(Saved entries)
++++++++++++++++++++

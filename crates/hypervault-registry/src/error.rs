//! Registry error types.

use hypervault_core::CoreError;
use thiserror::Error;

#[derive(Debug, Error)]
pub enum RegistryError {
    #[error("Unknown token: {0}")]
    UnknownToken(String),

    #[error("Unknown token id: {0}")]
    UnknownTokenId(u64),

    #[error("Core token id {token_id} already registered as {existing}, cannot register {symbol}")]
    DuplicateTokenId {
        token_id: u64,
        existing: String,
        symbol: String,
    },

    #[error("Unknown perp asset: {0}")]
    UnknownPerpAsset(String),

    #[error("Invalid network configuration: {0}")]
    InvalidConfig(String),

    #[error(transparent)]
    Core(#[from] CoreError),

    #[error("HTTP client error: {0}")]
    HttpClient(String),

    #[error("JSON error: {0}")]
    Json(#[from] serde_json::Error),

    #[error("TOML error: {0}")]
    Toml(#[from] toml::de::Error),

    #[error("IO error: {0}")]
    Io(#[from] std::io::Error),
}

pub type RegistryResult<T> = Result<T, RegistryError>;

/// A single malformed entry in an info API response.
///
/// Entries are validated independently; one bad entry never invalidates
/// the rest of the snapshot.
#[derive(Debug, Clone, PartialEq, Eq, Error)]
pub enum InfoError {
    #[error("{coin}: field {field} is not a decimal: {value}")]
    BadDecimal {
        coin: String,
        field: &'static str,
        value: String,
    },

    #[error("{coin}: missing field {field}")]
    MissingField { coin: String, field: &'static str },
}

++++++++++++++++++++

__Task directions__
Begin with the line that contains "entry never invalidates" and print each line exactly until the data ends, including the last line.

__Solution to the exercise__
/// Entries are validated independently; one bad entry never invalidates
/// the rest of the snapshot.
#[derive(Debug, Clone, PartialEq, Eq, Error)]
pub enum InfoError {
    #[error("{coin}: field {field} is not a decimal: {value}")]
    BadDecimal {
        coin: String,
        field: &'static str,
        value: String,
    },

    #[error("{coin}: missing field {field}")]
    MissingField { coin: String, field: &'static str },
}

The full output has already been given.